One incredible figure during the battles in Saratoga was a man named Atiatoharongwen. In 1745, Atiatoharongwen was only a young boy when he was captured in Saratoga during a French raid. Because of his African heritage, the French wanted to sell him into a lifetime of enslavement; however, because his mother was Abenaki, she was able to convince the Mohawk nation to adopt Atiatoharongwen into their community. As he grew up, he became a Mohawk warrior and eventually joined the Continental army, achieving the status of a commissioned officer. Surprisingly, he was also a skilled French opera singer– details like these come from chatting with a park ranger who knows virtually everything about the history of his site.

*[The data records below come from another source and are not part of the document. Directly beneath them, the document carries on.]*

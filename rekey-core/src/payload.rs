use indexmap::IndexMap;

use crate::field::{Narrative, Reference, Uri};

/// A read-only view of one reference-bearing field.
#[derive(Debug, Clone, Copy)]
pub enum Field<'a> {
    Reference(&'a Reference),
    Uri(&'a Uri),
    Narrative(&'a Narrative),
}

/// A mutable view of one reference-bearing field.
#[derive(Debug)]
pub enum FieldMut<'a> {
    Reference(&'a mut Reference),
    Uri(&'a mut Uri),
    Narrative(&'a mut Narrative),
}

/// A visitor for inspecting the reference-bearing fields of a payload.
pub trait FieldVisitor {
    fn visit_field(&mut self, field: Field<'_>);
}

/// A rewriter for replacing reference-bearing fields in place.
///
/// Returning an error stops the walk; fields already rewritten keep their
/// new values.
pub trait FieldRewriter {
    type Error;

    fn rewrite_field(&mut self, field: FieldMut<'_>) -> Result<(), Self::Error>;
}

/// A record payload whose reference-bearing fields can be walked.
///
/// Fields are found by their declared kind ([`Reference`], [`Uri`],
/// [`Narrative`]), never by name. Walk order within one payload is
/// unspecified. Implement it with `#[derive(Payload)]` for plain structs and
/// enums.
pub trait Payload {
    /// Visits every reference-bearing field.
    fn visit_fields(&self, visitor: &mut dyn FieldVisitor);

    /// Hands every reference-bearing field to `rewriter` for in-place replacement.
    fn rewrite_fields<W: FieldRewriter>(&mut self, rewriter: &mut W) -> Result<(), W::Error>;
}

/// Collects every locator string reachable from `payload`.
///
/// Structured references and bare URIs contribute their value; narratives
/// are not parsed here and contribute nothing.
pub fn references<P: Payload + ?Sized>(payload: &P) -> Vec<String> {
    struct Collector(Vec<String>);

    impl FieldVisitor for Collector {
        fn visit_field(&mut self, field: Field<'_>) {
            match field {
                Field::Reference(r) => self.0.extend(r.reference.clone()),
                Field::Uri(u) => self.0.push(u.0.clone()),
                Field::Narrative(_) => {}
            }
        }
    }

    let mut collector = Collector(Vec::new());
    payload.visit_fields(&mut collector);
    collector.0
}

// Field kinds

impl Payload for Reference {
    fn visit_fields(&self, visitor: &mut dyn FieldVisitor) {
        visitor.visit_field(Field::Reference(self));
    }

    fn rewrite_fields<W: FieldRewriter>(&mut self, rewriter: &mut W) -> Result<(), W::Error> {
        rewriter.rewrite_field(FieldMut::Reference(self))
    }
}

impl Payload for Uri {
    fn visit_fields(&self, visitor: &mut dyn FieldVisitor) {
        visitor.visit_field(Field::Uri(self));
    }

    fn rewrite_fields<W: FieldRewriter>(&mut self, rewriter: &mut W) -> Result<(), W::Error> {
        rewriter.rewrite_field(FieldMut::Uri(self))
    }
}

impl Payload for Narrative {
    fn visit_fields(&self, visitor: &mut dyn FieldVisitor) {
        visitor.visit_field(Field::Narrative(self));
    }

    fn rewrite_fields<W: FieldRewriter>(&mut self, rewriter: &mut W) -> Result<(), W::Error> {
        rewriter.rewrite_field(FieldMut::Narrative(self))
    }
}

// Leaf implementations

macro_rules! impl_payload_leaf {
    ($($t:ty),* $(,)?) => {
        $(
            impl Payload for $t {
                fn visit_fields(&self, _visitor: &mut dyn FieldVisitor) {}

                fn rewrite_fields<W: FieldRewriter>(&mut self, _rewriter: &mut W) -> Result<(), W::Error> {
                    Ok(())
                }
            }
        )*
    };
}

impl_payload_leaf!(bool, char, String, (), u8, u16, u32, u64, i8, i16, i32, i64, f32, f64);

// Containers

impl<T: Payload> Payload for Vec<T> {
    fn visit_fields(&self, visitor: &mut dyn FieldVisitor) {
        for item in self {
            item.visit_fields(visitor);
        }
    }

    fn rewrite_fields<W: FieldRewriter>(&mut self, rewriter: &mut W) -> Result<(), W::Error> {
        for item in self {
            item.rewrite_fields(rewriter)?;
        }
        Ok(())
    }
}

impl<T: Payload> Payload for Option<T> {
    fn visit_fields(&self, visitor: &mut dyn FieldVisitor) {
        if let Some(inner) = self {
            inner.visit_fields(visitor);
        }
    }

    fn rewrite_fields<W: FieldRewriter>(&mut self, rewriter: &mut W) -> Result<(), W::Error> {
        match self {
            Some(inner) => inner.rewrite_fields(rewriter),
            None => Ok(()),
        }
    }
}

impl<T: Payload> Payload for Box<T> {
    fn visit_fields(&self, visitor: &mut dyn FieldVisitor) {
        (**self).visit_fields(visitor);
    }

    fn rewrite_fields<W: FieldRewriter>(&mut self, rewriter: &mut W) -> Result<(), W::Error> {
        (**self).rewrite_fields(rewriter)
    }
}

impl<T: Payload> Payload for IndexMap<String, T> {
    fn visit_fields(&self, visitor: &mut dyn FieldVisitor) {
        for value in self.values() {
            value.visit_fields(visitor);
        }
    }

    fn rewrite_fields<W: FieldRewriter>(&mut self, rewriter: &mut W) -> Result<(), W::Error> {
        for value in self.values_mut() {
            value.rewrite_fields(rewriter)?;
        }
        Ok(())
    }
}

One observation I had while traipsing through our last stop in Saratoga continues to be stuck in my mind. In that forest I mentioned earlier (that sits next to the tower monument) there is a section called Victory Woods. A horseshoe-shaped path carries visitors through a small forested space that the American troops occupied during the American Revolution. However, these woods also functioned as a dwelling space for Indigenous communities.
What caught my attention were the waysides that described the historical signifigance of this space. Specifically, the language and framing stood out to me. The first wayside addresses the visitor, reminding us that objects from the 1777 occupation were looted. By address, I mean the sign explains to the viewer that their heritage has been robbed. The text assumes visitors to be a specific demographic whose personal lineage is only as old as the establishment of the nation. Using only vague language, the next wayside highlights ancient Indigenous living patterns without noting any specific names or why they stopped congregating here. Note that this wayside doesn’t assume the visitor is Indigenous. In this way, I think the first wayside is a perfect example of how modern and updated educational information can still contain a racially and ethnically bias framing, and ignore how Indigenous peoples have historically been dispossessed of land, “robbed”. I mention this tension because we could do more work to consider the complex nature of living in a multicultural society and how we choose to discuss these layered experiences.
You’ll soon hear from me again.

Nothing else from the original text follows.